#### YOUR TASK
Within the entries below, find every line that has the string "serde", then copy it.

++++++++++++++++++++

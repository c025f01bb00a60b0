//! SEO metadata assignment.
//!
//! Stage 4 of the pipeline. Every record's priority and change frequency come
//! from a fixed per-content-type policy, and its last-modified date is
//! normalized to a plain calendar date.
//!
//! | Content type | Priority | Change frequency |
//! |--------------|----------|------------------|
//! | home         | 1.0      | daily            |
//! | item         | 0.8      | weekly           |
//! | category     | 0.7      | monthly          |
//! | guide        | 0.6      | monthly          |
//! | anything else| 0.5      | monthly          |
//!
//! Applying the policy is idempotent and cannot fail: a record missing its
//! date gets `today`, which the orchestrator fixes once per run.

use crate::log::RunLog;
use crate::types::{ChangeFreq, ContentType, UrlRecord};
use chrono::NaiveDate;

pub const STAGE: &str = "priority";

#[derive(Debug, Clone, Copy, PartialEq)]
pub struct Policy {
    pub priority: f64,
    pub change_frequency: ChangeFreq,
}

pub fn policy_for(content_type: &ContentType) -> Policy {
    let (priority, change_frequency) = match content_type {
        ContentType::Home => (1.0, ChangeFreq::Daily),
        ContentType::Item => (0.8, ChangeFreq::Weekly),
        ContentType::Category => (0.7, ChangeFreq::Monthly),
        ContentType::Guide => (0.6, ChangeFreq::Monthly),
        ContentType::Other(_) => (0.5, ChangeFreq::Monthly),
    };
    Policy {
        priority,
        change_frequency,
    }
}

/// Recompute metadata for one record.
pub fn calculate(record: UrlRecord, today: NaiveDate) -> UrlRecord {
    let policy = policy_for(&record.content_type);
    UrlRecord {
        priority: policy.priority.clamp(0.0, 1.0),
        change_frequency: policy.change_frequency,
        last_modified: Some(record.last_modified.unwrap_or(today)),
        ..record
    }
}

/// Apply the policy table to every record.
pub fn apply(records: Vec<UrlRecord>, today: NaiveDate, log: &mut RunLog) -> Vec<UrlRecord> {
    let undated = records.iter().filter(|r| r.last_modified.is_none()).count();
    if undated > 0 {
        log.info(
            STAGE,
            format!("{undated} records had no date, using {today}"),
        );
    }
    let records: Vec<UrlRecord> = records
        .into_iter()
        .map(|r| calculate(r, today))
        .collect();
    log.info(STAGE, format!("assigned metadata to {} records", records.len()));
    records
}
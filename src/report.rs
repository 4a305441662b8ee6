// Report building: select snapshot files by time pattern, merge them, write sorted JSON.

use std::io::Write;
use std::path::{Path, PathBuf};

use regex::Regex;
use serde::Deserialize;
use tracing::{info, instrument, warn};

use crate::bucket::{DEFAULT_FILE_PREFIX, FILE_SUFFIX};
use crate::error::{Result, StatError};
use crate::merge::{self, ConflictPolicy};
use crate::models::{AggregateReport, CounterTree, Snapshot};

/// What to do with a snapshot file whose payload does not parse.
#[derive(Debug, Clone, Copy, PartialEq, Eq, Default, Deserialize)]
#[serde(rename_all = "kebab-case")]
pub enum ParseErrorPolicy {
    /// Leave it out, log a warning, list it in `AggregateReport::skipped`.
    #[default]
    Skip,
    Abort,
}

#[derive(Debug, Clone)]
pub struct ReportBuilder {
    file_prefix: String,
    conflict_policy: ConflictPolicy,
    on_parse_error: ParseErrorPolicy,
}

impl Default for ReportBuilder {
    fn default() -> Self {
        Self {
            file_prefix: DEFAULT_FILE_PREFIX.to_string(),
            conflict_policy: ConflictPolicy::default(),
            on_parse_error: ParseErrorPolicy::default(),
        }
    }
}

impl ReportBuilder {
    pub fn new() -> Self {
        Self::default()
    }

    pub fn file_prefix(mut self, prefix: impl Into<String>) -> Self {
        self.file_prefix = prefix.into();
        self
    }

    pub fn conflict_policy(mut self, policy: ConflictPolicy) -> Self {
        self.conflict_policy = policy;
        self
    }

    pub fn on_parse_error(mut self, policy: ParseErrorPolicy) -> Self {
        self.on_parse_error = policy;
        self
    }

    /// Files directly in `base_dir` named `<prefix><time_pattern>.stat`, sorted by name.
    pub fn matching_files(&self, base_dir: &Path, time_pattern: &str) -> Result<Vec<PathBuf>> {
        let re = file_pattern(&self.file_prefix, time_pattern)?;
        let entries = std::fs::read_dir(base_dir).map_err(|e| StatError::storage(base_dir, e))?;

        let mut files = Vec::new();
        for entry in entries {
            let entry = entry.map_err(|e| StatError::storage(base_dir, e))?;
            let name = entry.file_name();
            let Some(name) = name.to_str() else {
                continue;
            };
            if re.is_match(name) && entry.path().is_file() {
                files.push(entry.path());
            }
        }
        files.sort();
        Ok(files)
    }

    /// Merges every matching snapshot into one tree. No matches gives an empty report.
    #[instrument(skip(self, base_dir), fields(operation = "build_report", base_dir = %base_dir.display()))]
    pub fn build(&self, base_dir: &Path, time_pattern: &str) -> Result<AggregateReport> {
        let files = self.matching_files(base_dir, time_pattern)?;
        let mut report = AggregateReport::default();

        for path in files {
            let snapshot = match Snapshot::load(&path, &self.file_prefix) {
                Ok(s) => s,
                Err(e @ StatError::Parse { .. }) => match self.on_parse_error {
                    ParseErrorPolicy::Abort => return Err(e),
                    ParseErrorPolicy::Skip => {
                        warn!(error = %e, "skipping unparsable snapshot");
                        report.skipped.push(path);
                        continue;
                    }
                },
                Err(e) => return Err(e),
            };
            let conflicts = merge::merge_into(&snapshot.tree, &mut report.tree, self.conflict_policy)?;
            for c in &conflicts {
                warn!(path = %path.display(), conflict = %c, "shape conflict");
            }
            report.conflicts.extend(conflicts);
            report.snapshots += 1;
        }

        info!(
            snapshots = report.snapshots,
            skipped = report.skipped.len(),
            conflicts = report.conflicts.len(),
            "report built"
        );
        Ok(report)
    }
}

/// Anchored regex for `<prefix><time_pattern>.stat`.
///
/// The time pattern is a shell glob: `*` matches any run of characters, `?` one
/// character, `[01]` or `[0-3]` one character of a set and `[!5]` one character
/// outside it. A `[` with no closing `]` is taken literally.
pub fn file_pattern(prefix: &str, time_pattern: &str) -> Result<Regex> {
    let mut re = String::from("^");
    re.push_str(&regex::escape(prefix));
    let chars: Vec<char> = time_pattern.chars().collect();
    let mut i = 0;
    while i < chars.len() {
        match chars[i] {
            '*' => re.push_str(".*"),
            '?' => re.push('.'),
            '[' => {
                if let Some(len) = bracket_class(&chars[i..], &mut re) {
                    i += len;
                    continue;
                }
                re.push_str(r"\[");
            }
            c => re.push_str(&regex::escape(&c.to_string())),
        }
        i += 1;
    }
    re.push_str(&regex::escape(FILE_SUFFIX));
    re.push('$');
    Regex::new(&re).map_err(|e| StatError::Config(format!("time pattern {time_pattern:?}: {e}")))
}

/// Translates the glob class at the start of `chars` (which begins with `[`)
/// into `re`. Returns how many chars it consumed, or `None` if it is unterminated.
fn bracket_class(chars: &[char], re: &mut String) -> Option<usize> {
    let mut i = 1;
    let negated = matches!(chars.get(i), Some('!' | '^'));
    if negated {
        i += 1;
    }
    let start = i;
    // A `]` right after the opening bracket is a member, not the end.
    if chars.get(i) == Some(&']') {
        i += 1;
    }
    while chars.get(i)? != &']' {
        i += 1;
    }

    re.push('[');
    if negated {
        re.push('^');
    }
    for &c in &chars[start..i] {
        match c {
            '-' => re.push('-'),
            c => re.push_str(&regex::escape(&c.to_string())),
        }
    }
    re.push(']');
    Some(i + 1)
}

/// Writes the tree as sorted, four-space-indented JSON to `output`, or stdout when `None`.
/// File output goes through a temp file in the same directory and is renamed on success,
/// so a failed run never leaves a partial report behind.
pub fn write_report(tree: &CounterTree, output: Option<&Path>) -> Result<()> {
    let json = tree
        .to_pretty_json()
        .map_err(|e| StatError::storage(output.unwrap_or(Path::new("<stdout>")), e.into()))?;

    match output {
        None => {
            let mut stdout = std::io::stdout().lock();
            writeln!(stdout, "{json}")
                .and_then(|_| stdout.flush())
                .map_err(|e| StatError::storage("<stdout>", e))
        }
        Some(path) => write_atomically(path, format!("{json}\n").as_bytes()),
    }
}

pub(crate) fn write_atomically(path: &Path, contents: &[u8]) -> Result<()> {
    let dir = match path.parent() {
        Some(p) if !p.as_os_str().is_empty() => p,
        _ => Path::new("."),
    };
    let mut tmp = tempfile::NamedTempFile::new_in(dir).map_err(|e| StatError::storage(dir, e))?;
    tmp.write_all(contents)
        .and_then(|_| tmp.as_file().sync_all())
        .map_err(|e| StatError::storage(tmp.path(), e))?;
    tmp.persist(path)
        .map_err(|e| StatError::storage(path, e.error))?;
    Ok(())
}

++++++++++++++++++++

#### TASK ANSWER
use serde::Deserialize;
#[serde(rename_all = "kebab-case")]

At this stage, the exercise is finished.